For someone of a heavier nature during the novice phase essentially following recoup nutrition guidelines is the given status quo till you gain a solid strength base, but can you take this same advice and follow a long term recomp to make drastic changes in body composition over years? Example would be a post notice trainee 30% body fat under 40" waist aiming for lower weight @ goal of 10-15% body fat.
My reasoning is it prevents bounce back of weight gain or weight loss because you spend more time at each calorie level giving the person more time to adapt to it as a life style instead of a quick 16 week cut then back to previous calorie levels change. Also would you make more strength progress over a moderate calorie deficient state?
Body fat here just used as a way to measure a goal you could have a waist measurement or a certain look in the mirror that would be the end goal.
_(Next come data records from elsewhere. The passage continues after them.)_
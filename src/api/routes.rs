use std::collections::BTreeMap;
use std::sync::Arc;

use axum::{
    extract::{FromRequest, Path, State},
    routing::{get, post},
    Json, Router,
};
use chrono::NaiveDate;
use serde::{Deserialize, Serialize};
use tower_http::cors::CorsLayer;

use crate::api::health::HealthState;
use crate::api::latency::LatencyStats;
use crate::db;
use crate::error::{AppError, GameError};
use crate::fetcher::AttributeSource;
use crate::hints::{label_all, HintLabel};
use crate::service::GameService;
use crate::session::GuessOutcome;
use crate::state::SessionStore;
use crate::types::{Attribute, HintVector, Outcome, Symbol, TerminalResult};

pub struct ApiState<S> {
    pub service: Arc<GameService<S>>,
    pub store: Arc<SessionStore>,
    pub pool: sqlx::SqlitePool,
    pub latency: Arc<LatencyStats>,
    pub health: Arc<HealthState>,
}

impl<S> Clone for ApiState<S> {
    fn clone(&self) -> Self {
        Self {
            service: Arc::clone(&self.service),
            store: Arc::clone(&self.store),
            pool: self.pool.clone(),
            latency: Arc::clone(&self.latency),
            health: Arc::clone(&self.health),
        }
    }
}

pub fn router<S: AttributeSource + 'static>(state: ApiState<S>) -> Router {
    Router::new()
        .route("/start", post(post_start::<S>))
        .route("/guess", post(post_guess::<S>))
        .route("/end", post(post_end::<S>))
        .route("/session/:player_id", get(get_session::<S>))
        .route("/health", get(get_health::<S>))
        .route("/stats/summary", get(get_stats_summary::<S>))
        .route("/stats/latency", get(get_stats_latency::<S>))
        .layer(CorsLayer::permissive())
        .with_state(state)
}

// ---------------------------------------------------------------------------
// Request bodies
// ---------------------------------------------------------------------------

/// JSON body whose rejections render as a `BAD_REQUEST` game error.
#[derive(FromRequest)]
#[from_request(via(Json), rejection(GameError))]
pub struct ApiJson<T>(pub T);

#[derive(Deserialize)]
#[serde(rename_all = "camelCase")]
pub struct PlayerRequest {
    #[serde(default)]
    pub player_id: String,
}

#[derive(Deserialize)]
#[serde(rename_all = "camelCase")]
pub struct GuessRequest {
    #[serde(default)]
    pub player_id: String,
    #[serde(default)]
    pub ticker: String,
}

// ---------------------------------------------------------------------------
// Response types
// ---------------------------------------------------------------------------

#[derive(Serialize)]
#[serde(rename_all = "camelCase")]
pub struct StartResponse {
    pub ok: bool,
    pub started: bool,
    pub day: NaiveDate,
    pub max_attempts: u32,
    pub attempts_remaining: u32,
    pub outcome: Outcome,
}

/// `status` tells the client whether to keep guessing.
#[derive(Serialize)]
#[serde(tag = "status", rename_all = "lowercase")]
pub enum PlayResponse {
    #[serde(rename_all = "camelCase")]
    Continue {
        hints: HintVector,
        labels: BTreeMap<Attribute, HintLabel>,
        attempts_remaining: u32,
    },
    #[serde(rename_all = "camelCase")]
    Finished {
        win: bool,
        total_guesses: u32,
        secret_ticker: Symbol,
    },
}

impl From<TerminalResult> for PlayResponse {
    fn from(r: TerminalResult) -> Self {
        PlayResponse::Finished {
            win: r.win,
            total_guesses: r.total_guesses,
            secret_ticker: r.secret_ticker,
        }
    }
}

#[derive(Serialize)]
pub struct Envelope<T> {
    pub ok: bool,
    #[serde(flatten)]
    pub body: T,
}

impl<T> Envelope<T> {
    fn ok(body: T) -> Json<Self> {
        Json(Self { ok: true, body })
    }
}

#[derive(Serialize)]
#[serde(rename_all = "camelCase")]
pub struct GuessView {
    pub ticker: Symbol,
    pub attempt_index: u32,
    pub hints: HintVector,
    pub labels: BTreeMap<Attribute, HintLabel>,
}

#[derive(Serialize)]
#[serde(rename_all = "camelCase")]
pub struct SessionView {
    pub ok: bool,
    pub day: NaiveDate,
    pub max_attempts: u32,
    pub attempts_remaining: u32,
    pub outcome: Outcome,
    pub guesses: Vec<GuessView>,
    #[serde(skip_serializing_if = "Option::is_none")]
    pub result: Option<TerminalResult>,
}

#[derive(Serialize)]
#[serde(rename_all = "camelCase")]
pub struct HealthResponse {
    pub status: &'static str,
    pub quote_api_ok: bool,
    pub last_lookup_at_ns: u64,
    pub lookup_failures: u64,
    pub db_write_errors: u64,
    pub live_sessions: usize,
    pub in_progress: usize,
}

#[derive(Serialize)]
#[serde(rename_all = "camelCase")]
pub struct SummaryResponse {
    pub day: NaiveDate,
    pub started: i64,
    pub won: i64,
    pub lost: i64,
    pub in_progress: i64,
    pub avg_guesses_won: Option<f64>,
    pub win_rate: Option<f64>,
}

#[derive(Serialize)]
#[serde(rename_all = "camelCase")]
pub struct LatencyResponse {
    pub samples: u64,
    pub p50_us: Option<u64>,
    pub p95_us: Option<u64>,
    pub p99_us: Option<u64>,
}

// ---------------------------------------------------------------------------
// Handlers
// ---------------------------------------------------------------------------

async fn post_start<S: AttributeSource + 'static>(
    State(state): State<ApiState<S>>,
    ApiJson(req): ApiJson<PlayerRequest>,
) -> Result<Json<StartResponse>, GameError> {
    let started = state.service.start(&req.player_id)?;
    Ok(Json(StartResponse {
        ok: true,
        started: true,
        day: started.day,
        max_attempts: started.max_attempts,
        attempts_remaining: started.attempts_remaining,
        outcome: started.outcome,
    }))
}

async fn post_guess<S: AttributeSource + 'static>(
    State(state): State<ApiState<S>>,
    ApiJson(req): ApiJson<GuessRequest>,
) -> Result<Json<Envelope<PlayResponse>>, GameError> {
    let outcome = state.service.guess(&req.player_id, &req.ticker).await?;
    Ok(Envelope::ok(play_response(outcome, &state.service)))
}

async fn post_end<S: AttributeSource + 'static>(
    State(state): State<ApiState<S>>,
    ApiJson(req): ApiJson<PlayerRequest>,
) -> Result<Json<Envelope<PlayResponse>>, GameError> {
    let result = state.service.end(&req.player_id)?;
    Ok(Envelope::ok(result.into()))
}

async fn get_session<S: AttributeSource + 'static>(
    State(state): State<ApiState<S>>,
    Path(player_id): Path<String>,
) -> Result<Json<SessionView>, GameError> {
    let session = state.service.session(&player_id)?;
    let thresholds = state.service.hint_thresholds();

    let guesses = session
        .guesses()
        .iter()
        .map(|g| GuessView {
            ticker: g.ticker.clone(),
            attempt_index: g.attempt_index,
            labels: label_all(&g.hints, thresholds),
            hints: g.hints.clone(),
        })
        .collect();

    Ok(Json(SessionView {
        ok: true,
        day: session.day(),
        max_attempts: session.max_attempts(),
        attempts_remaining: session.attempts_remaining(),
        outcome: session.outcome(),
        guesses,
        result: session.terminal_result(),
    }))
}

async fn get_health<S: AttributeSource + 'static>(State(state): State<ApiState<S>>) -> Json<HealthResponse> {
    let h = &state.health;
    // No lookups yet counts as healthy.
    let quote_ok = h.last_lookup_at_ns() == 0 || h.quote_api_ok();
    Json(HealthResponse {
        status: if quote_ok && h.db_write_errors() == 0 { "ok" } else { "degraded" },
        quote_api_ok: quote_ok,
        last_lookup_at_ns: h.last_lookup_at_ns(),
        lookup_failures: h.lookup_failures(),
        db_write_errors: h.db_write_errors(),
        live_sessions: state.store.len(),
        in_progress: state.store.in_progress_count(),
    })
}

async fn get_stats_summary<S: AttributeSource + 'static>(
    State(state): State<ApiState<S>>,
) -> Result<Json<SummaryResponse>, AppError> {
    let day = state.service.today();
    let row = db::day_summary(&state.pool, day).await?;
    let finished = row.won + row.lost;
    let win_rate = (finished > 0).then(|| row.won as f64 / finished as f64);

    Ok(Json(SummaryResponse {
        day,
        started: row.started,
        won: row.won,
        lost: row.lost,
        in_progress: row.in_progress,
        avg_guesses_won: row.avg_guesses_won,
        win_rate,
    }))
}

async fn get_stats_latency<S: AttributeSource + 'static>(State(state): State<ApiState<S>>) -> Json<LatencyResponse> {
    let (p50_us, p95_us, p99_us) = state.latency.percentiles();
    Json(LatencyResponse { samples: state.latency.len(), p50_us, p95_us, p99_us })
}

fn play_response<S: AttributeSource>(outcome: GuessOutcome, service: &GameService<S>) -> PlayResponse {
    match outcome.terminal {
        Some(result) => result.into(),
        None => PlayResponse::Continue {
            labels: label_all(&outcome.hints, service.hint_thresholds()),
            hints: outcome.hints,
            attempts_remaining: outcome.attempts_remaining,
        },
    }
}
Recomp being used as a way to drop body fat while maintaining calories high as possible slowly reducing waist or weight over years. You could use it as way to gain to but essential i believe thats a “lean bulk”
People regain weight reliably (and readily) from nearly any type of diet, fast, slow, etc. so I wouldn’t use that as my rationale to diet a certain way.
Well i was thinking of a recomp in this sense as a very long term cut so once you reach your physique goal you would just stay in your current calories or slight above instead of being in a larger deficiency typically you would experience when training to cut the same amount of weight in short time (12-16) weeks. Large decency i find create a want for higher calories once you reached your goal you usually can’t wait to be back up to higher maintenance (+1000calories) which comes with weight gain if you don’t properly reverse diet?
Main question: Is there any benefit to long term recomp versus a 12-16 week cut to achieve better composition with strength training?
Given that strength performance is based on a host of different things, some of which are not modifiable, I wouldn’t use a strength metric as a point to indicate it’s “better” to cut. Conversely, there are anthropometrics that indicate one should cut, e.g. 40" waist for example.
I think that you can still get stronger whilst losing weight.